白未熟粒 全国で5割発生 23年産米 農水省温暖化レポート2024年10月1日
農林水産省は9月30日、23年産米では高温で白未熟粒が全国で5割発生したなどの内容の「令和5年地球温暖化影響調査レポート」を公表した。
2023年産米の全国1等比率は60.9%(3月末)と過去最低水準となっている。
昨年の夏は記録的な暑さで日本の平均気温(1991~2020年平均)からの差は+1.29℃と1898年の統計開始以来、2020年を抜いてもっとも高い値となった。
こうしたなか水稲の生育では出穂期以降の高温で「白未熟粒の発生」は22年産よりも多く、全国で5割程度となった。農研機構の試験によると、出穂後約20日間の平均気温が26~27℃以上で白未熟粒の発生が増えることが分かっているという。
そのほか高温と少雨で「粒の充実不足」、カメムシなどの「虫害の発生」、「胴割れ粒の発生」も全国でそれぞれ1割程度発生した。

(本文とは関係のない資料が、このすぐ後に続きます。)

//! Artifact storage client: object-store reclamation for superseded
//! deployments

use std::collections::HashSet;
use std::sync::RwLock;
use std::time::Duration;

use async_trait::async_trait;
use reqwest::{header, Client};
use tracing::{debug, error};

use crate::errors::ControlError;

use super::CallLog;

/// Deletion interface over the artifact object store
#[async_trait]
pub trait ArtifactStore: Send + Sync {
    /// Delete every object under `prefix`
    async fn delete_prefix(&self, prefix: &str) -> Result<(), ControlError>;
}

/// HTTP client for the artifact storage API
pub struct HttpArtifactStore {
    client: Client,
    base_url: String,
    api_token: String,
}

impl HttpArtifactStore {
    pub fn new(base_url: &str, api_token: String, timeout: Duration) -> Result<Self, ControlError> {
        let client = Client::builder().timeout(timeout).build()?;
        Ok(Self {
            client,
            base_url: base_url.trim_end_matches('/').to_string(),
            api_token,
        })
    }
}

#[async_trait]
impl ArtifactStore for HttpArtifactStore {
    async fn delete_prefix(&self, prefix: &str) -> Result<(), ControlError> {
        let url = format!("{}/objects?prefix={}", self.base_url, prefix);
        debug!("DELETE {}", url);

        let response = self
            .client
            .delete(&url)
            .header(header::AUTHORIZATION, format!("Bearer {}", self.api_token))
            .send()
            .await?;

        if !response.status().is_success() && response.status() != reqwest::StatusCode::NOT_FOUND {
            let status = response.status();
            let body = response.text().await.unwrap_or_default();
            error!("Artifact delete failed: {} - {}", status, body);
            return Err(ControlError::ArtifactError(format!("{}: {}", status, body)));
        }
        Ok(())
    }
}

/// In-memory artifact store double recording deleted prefixes
#[derive(Debug, Default)]
pub struct MemoryArtifactStore {
    deleted: RwLock<Vec<String>>,
    failing_prefixes: RwLock<HashSet<String>>,
    log: CallLog,
}

impl MemoryArtifactStore {
    pub fn new() -> Self {
        Self::default()
    }

    pub fn with_log(log: CallLog) -> Self {
        Self {
            log,
            ..Self::default()
        }
    }

    /// Make deletion of a specific prefix fail, for per-item skip tests
    pub fn fail_prefix(&self, prefix: &str) {
        if let Ok(mut failing) = self.failing_prefixes.write() {
            failing.insert(prefix.to_string());
        }
    }

    pub fn deleted_prefixes(&self) -> Vec<String> {
        self.deleted.read().map(|d| d.clone()).unwrap_or_default()
    }
}

#[async_trait]
impl ArtifactStore for MemoryArtifactStore {
    async fn delete_prefix(&self, prefix: &str) -> Result<(), ControlError> {
        self.log.record(format!("artifacts.delete {}", prefix));

        let failing = self
            .failing_prefixes
            .read()
            .map(|f| f.contains(prefix))
            .unwrap_or(false);
        if failing {
            return Err(ControlError::ArtifactError(format!(
                "injected delete failure for {}",
                prefix
            )));
        }

        self.deleted
            .write()
            .map_err(|_| ControlError::ArtifactError("lock poisoned".into()))?
            .push(prefix.to_string());
        Ok(())
    }
}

胴割れは出穂後約10日間の最高気温が32℃以上で発生が増加するという。
白未熟粒や胴割れ粒の発生を防ぐ対策としてもっとも多く実施されているのが「水管理の徹底」。ほかにも適期移植、適期収穫、肥培管理が行われている。
また、高温耐性品種の導入も行われており、2019年には主食用作付け面積に占める割合は9.9%だったが、23年産では14.7%、約18万haまで増えている。
りんごでは、着色期から収穫期の高温の影響で「着色不良・着色遅延」が全国で3割程度みられた。対策としては、着色優良品種の導入や、日焼け果発生抑制のため遮光資材の活用などが行われている。また、冬から春先にかけての高温で成熟が早まり、その後の低温で「凍霜害」の影響も報告されている。
ぶどうでは、「着色不良・着色遅延」が全国では2割程度、西日本では4割程度みられた。対策としては着色優良品種の導入や、着色を気にしなくてもいい白・黄緑系品種の導入が行われている。
温州みかんでは、高温や高温・少雨で「日焼け果」の発生が全国で3割程度みられた。一方、高温・多雨による「浮皮」、「減酸の早まり」も全国で2割程度みられた。
日焼け果軽減にために、カルシウム剤や遮光資材の活用、浮皮軽減と防止のために植物成長調整剤(ジベレリン・プロヒドジャスモン剤など)の活用などが行われている。
トマトでは、高温による「着花・着果不良」が前年より多く、全国で4割程度みられた。また、高温や強日射による裂果など「不良果」と「日焼け果」はいずれも全国で2割程度みられた。
対策としては遮光、遮熱資材の活用、換気、かん水、細霧冷房などが行われている。
畜産では乳用牛で高温による「乳量・乳成分の低下」、「繁殖成績の低下」が全国で1割程度みられた。
対策としてもっとも多いのが牛舎への送風・換気。そのほか散水・スプリンクラー、細霧冷房・ミストなども実施されている。農研機構によると、乳牛の水分蒸発量が多いのは肩と腰周辺で、この部分を冷やせると効果的だという。
ただし、導入にともなうコストが課題となっている。
そのほか温暖化対策として新たな品目の栽培も行われており、さつまいもを北海道で栽培面積が100haまで増えたほか、秋田県でも栽培実証が行われている。
農水省では気候変動による影響に対応するため「「気候変動適応計画」を作成しており、地方と連携して温暖化影響のモニタリングと適応策について発信していくことにしている。レポートは普及員など関係者が活用する資料として作成している。